41

2.8K 239 14
                                    

Di saung yang berada tepat di halaman belakang rumah itu, kini Salwa tengah terduduk seorang diri dengan ditemani secangkir teh yang ia pegang di tangannya.

Malam yang seharusnya ia isi dengan rasa kebahagiaan itu kini terasa hampa dan terkesan biasa-biasa saja. Entah kenapa hatinya sekarang merasa sangat tidak enak dan sangat gelisah. Padahal biasanya ia begitu senang jika keluarga dirinya tengah berkumpul bersama dengan keluarga Navisya, apalagi saat ini ada beberapa sahabat Arka juga yang ikut bergabung, membuat suasana rumah menjadi ramai dan hangat.

Tapi entah kenapa rasanya hal itu tidak bisa membuat Salwa bahagia di malam ini. Perasaan cemas yang tidak karuan telah memenuhi hati dan pikirannya sejak sore tadi, tepat sehabis dirinya menelepon Arka dan Navisya untuk mengajak mereka datang ke rumah dan berkumpul bersama.

Jawaban yang di berikan dari anak dan menantunya itu berbeda satu sama lain. Arka bilang kalau dirinya bersedia datang. Tapi disisi lain, Navisya menjawab kalau ia dan Arka tidak bisa datang malam ini. Katanya ada sesuatu mendesak yang harus ia urus dengan Arka di suatu tempat.

Awalnya Salwa sempat mengerti tentang jawaban Navisya. Melihat sifat anaknya yang pelupa, jadi bisa di pastikan kalau Arka melupakan sebuah hal yang harus ia urus dan malah mengiyakan ajakan bundanya itu.

Namun semakin lama, dan waktu semakin larut, perasaan tidak enak serta firasat-firasat buruk tentang putranya itu terus-menerus muncul di kepala Salwa, membuat dirinya menjadi gelisah sedari tadi.

"Terkadang, perasaan buruk atau gak enak hati itu memang sering muncul tanpa sebab, Bun. Membuat kita yang merasakan jadi gelisah sendiri karena itu. Papah juga sering kok merasa begitu, dan Papah berusaha tenang ngehadapinnya. Papah tau kalau itu hanya perasaan yang muncul karena kekhawatiran berlebih kita terhadap sesuatu aja, dan itu sama sekali gak terjadi sesuai dengan apa yang kita gelisahkan."

Reksa merangkul sang istri dan mengusap bahunya, memberikan kenyamanan serta ketenangan untuk Salwa.

"Bunda gak usah khawatir. Arka dan Navisya gak akan kenapa-kenapa kok, yakin deh sama Papah."

"Tapi Pah..."

"Udah-udah, Papah gak mau denger Bunda ngomong tentang hal itu lagi. Papah maunya denger cerita Bunda tentang hal yang buat Bunda seneng sampe suka peluk-peluk Papah kalau di kamar." potong Reksa dengan senyum yang merekah. Salwa melirik, kemudian memukul pelan paha suaminya.

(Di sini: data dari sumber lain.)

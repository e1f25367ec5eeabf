use super::*;
use crate::test_schema::*;

fn mark(name: &str) -> Mark {
    schema()
        .mark_type(name)
        .unwrap()
        .create(&Attrs::new())
        .unwrap()
}

fn undo(tr: &Transaction) -> Node {
    let mut doc = tr.doc().clone();
    for step in tr.inverted_steps().unwrap() {
        doc = step.apply(&doc).unwrap().0;
    }
    doc
}

#[test]
fn test_insert_text_inherits_marks() {
    let d = doc(vec![node(
        "paragraph",
        vec![text("a"), marked("b", &["strong"])],
    )]);
    let mut tr = Transaction::new(&d, Selection::cursor(3));
    tr.insert_text(schema(), "c", 3, 3).unwrap();
    assert_eq!(
        tr.doc(),
        &doc(vec![node(
            "paragraph",
            vec![text("a"), marked("bc", &["strong"])]
        )])
    );
    assert_eq!(tr.selection(), Selection::cursor(4));
}

#[test]
fn test_stored_marks_override_position_marks() {
    let d = doc(vec![node(
        "paragraph",
        vec![text("a"), marked("b", &["strong"])],
    )]);
    let mut tr = Transaction::new(&d, Selection::cursor(3));
    tr.set_stored_marks(Some(Vec::new()));
    tr.insert_text(schema(), "c", 3, 3).unwrap();
    assert_eq!(
        tr.doc(),
        &doc(vec![node(
            "paragraph",
            vec![text("a"), marked("b", &["strong"]), text("c")]
        )])
    );
    assert!(tr.stored_marks_set());
}

#[test]
fn test_selection_follows_insertions_before_it() {
    let d = doc(vec![p("abcd")]);
    let mut tr = Transaction::new(&d, Selection::new(2, 4));
    tr.insert(1, text("X")).unwrap();
    assert_eq!(tr.selection(), Selection::new(3, 5));
    assert!(!tr.selection_set());
}

#[test]
fn test_failed_step_leaves_transaction_untouched() {
    let d = doc(vec![p("ab")]);
    let mut tr = Transaction::new(&d, Selection::cursor(1));
    assert!(tr.delete(0, 4).is_err());
    assert_eq!(tr.doc(), &d);
    assert!(!tr.doc_changed());
    assert!(tr.mapping().is_empty());
}

#[test]
fn test_empty_replace_adds_no_step() {
    let d = doc(vec![p("ab")]);
    let mut tr = Transaction::new(&d, Selection::cursor(1));
    tr.replace(2, 2, Fragment::empty()).unwrap();
    assert!(!tr.doc_changed());
}

#[test]
fn test_add_mark_drops_excluded_marks_and_undoes() {
    let d = doc(vec![node(
        "paragraph",
        vec![text("a"), marked("bc", &["strong"]), text("d")],
    )]);
    let mut tr = Transaction::new(&d, Selection::new(1, 5));
    tr.add_mark(1, 5, &mark("code")).unwrap();
    assert_eq!(
        tr.doc(),
        &doc(vec![node("paragraph", vec![marked("abcd", &["code"])])])
    );
    assert_eq!(tr.steps().len(), 2);
    assert_eq!(undo(&tr), d);
}

#[test]
fn test_add_mark_skips_runs_that_have_it() {
    let d = doc(vec![node(
        "paragraph",
        vec![text("a"), marked("b", &["em"]), text("c")],
    )]);
    let mut tr = Transaction::new(&d, Selection::new(1, 4));
    tr.add_mark(1, 4, &mark("em")).unwrap();
    assert_eq!(tr.steps().len(), 2);
    assert_eq!(
        tr.doc(),
        &doc(vec![node("paragraph", vec![marked("abc", &["em"])])])
    );
    assert_eq!(undo(&tr), d);
}

#[test]
fn test_remove_mark_from_middle() {
    let d = doc(vec![node("paragraph", vec![marked("abcd", &["strong"])])]);
    let strong = schema().mark_type("strong").unwrap().clone();
    let mut tr = Transaction::new(&d, Selection::cursor(1));
    tr.remove_mark(2, 4, &strong).unwrap();
    assert_eq!(
        tr.doc(),
        &doc(vec![node(
            "paragraph",
            vec![marked("a", &["strong"]), text("bc"), marked("d", &["strong"])]
        )])
    );
}

#[test]
fn test_marks_skip_code_blocks() {
    let d = doc(vec![p("ab"), node("code_block", vec![text("cd")])]);
    let mut tr = Transaction::new(&d, Selection::new(0, 8));
    tr.add_mark(0, 8, &mark("strong")).unwrap();
    assert_eq!(
        tr.doc(),
        &doc(vec![
            node("paragraph", vec![marked("ab", &["strong"])]),
            node("code_block", vec![text("cd")]),
        ])
    );
}

#[test]
fn test_mapping_composes_steps() {
    let d = doc(vec![p("abcd")]);
    let mut tr = Transaction::new(&d, Selection::cursor(4));
    tr.split(3, 1, Vec::new()).unwrap();
    tr.insert_text(schema(), "Z", 1, 1).unwrap();
    assert_eq!(tr.doc(), &doc(vec![p("Zab"), p("cd")]));
    assert_eq!(tr.docs().len(), 2);
    assert_eq!(tr.docs()[0], d);
    assert_eq!(tr.mapping().map(4, 1), 7);
    assert_eq!(tr.selection(), Selection::cursor(7));
    assert_eq!(undo(&tr), d);
}

#[test]
fn test_set_selection_is_clamped() {
    let d = doc(vec![p("ab")]);
    let mut tr = Transaction::new(&d, Selection::cursor(1));
    tr.set_selection(Selection::new(1, 99)).set_meta("origin", "test");
    assert_eq!(tr.selection(), Selection::new(1, 4));
    assert!(tr.selection_set());
    assert_eq!(tr.meta("origin").and_then(AttrValue::as_str), Some("test"));
}

#[test]
fn test_wrap_and_unwrap_round_trip_through_history() {
    let d = doc(vec![p("a"), p("b")]);
    let list = schema().node_type("ordered_list").unwrap().clone();
    let item = schema().node_type("list_item").unwrap().clone();
    let mut tr = Transaction::new(&d, Selection::cursor(1));
    tr.wrap(
        0,
        6,
        NodeShell::new(list, crate::attrs::attrs([("order", 3)])),
        vec![(NodeShell::new(item, Attrs::new()), 2)],
    )
    .unwrap();
    assert_eq!(tr.doc().to_string(), r#"doc(ordered_list(list_item(paragraph("a"), paragraph("b"))))"#);
    assert_eq!(tr.selection(), Selection::cursor(3));
    assert_eq!(undo(&tr), d);
}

"Lagi gak ada yang bikin Bunda seneng, sekarang."

"Masa?" tanya Reksa, Salwa mengangguk.

"Yakin?" Salwa kembali mengangguk. Reksa melepaskan rangkulannya lalu bangkit dari duduknya.

"Berarti Papah gak nyenengin di mata Bunda?" tanya Reksa lagi, Salwa terdiam sejenak, kemudian mengangguk ragu.

Reksa menghela nafas, ia sedikit kecewa dengan jawaban istrinya.

"Yaudah kalau gitu." Reksa sedikit meregangkan tubuh serta tangannya, kemudian meloncat-loncat di tempat. Salwa yang melihat itu terheran, apa yang tengah suaminya lakukan?

"Papah ngapain sih loncat-locat kayak gitu?"

"Siap-siap."

"Siap-siap ngapain... Eh-eh? Pah?" mata Salwa melebar kala suaminya itu mengangkat dirinya dengan gaya Bridal style.

"Gendong Bunda keliling rumah, biar pikiran buruk Bunda ilang." sebuah senyuman manis terukir indah di bibir Reksa. Salwa yang mendapat perhatian seperti itu ingin tersenyum rasanya, perlakuan Reksa terhadapnya benar-benar dapat membuat perasaan bahagia Salwa membuncah begitu saja dari dalam diri, mengalahkan setiap pikiran buruk yang sedari tadi ia pikirkan. Namun saat ini, dengan sekuat tenaga ia harus menahan untuk tidak tersenyum. Ia sedang dalam posisi gelisah sekarang, jika ia membalas perhatian Reksa dengan senyuman, maka suaminya itu akan merasa percaya diri dan akan meledek dirinya yang lemah terhadap pesona Reksa. Salwa pun kini berontak dan memukul bahu suaminya.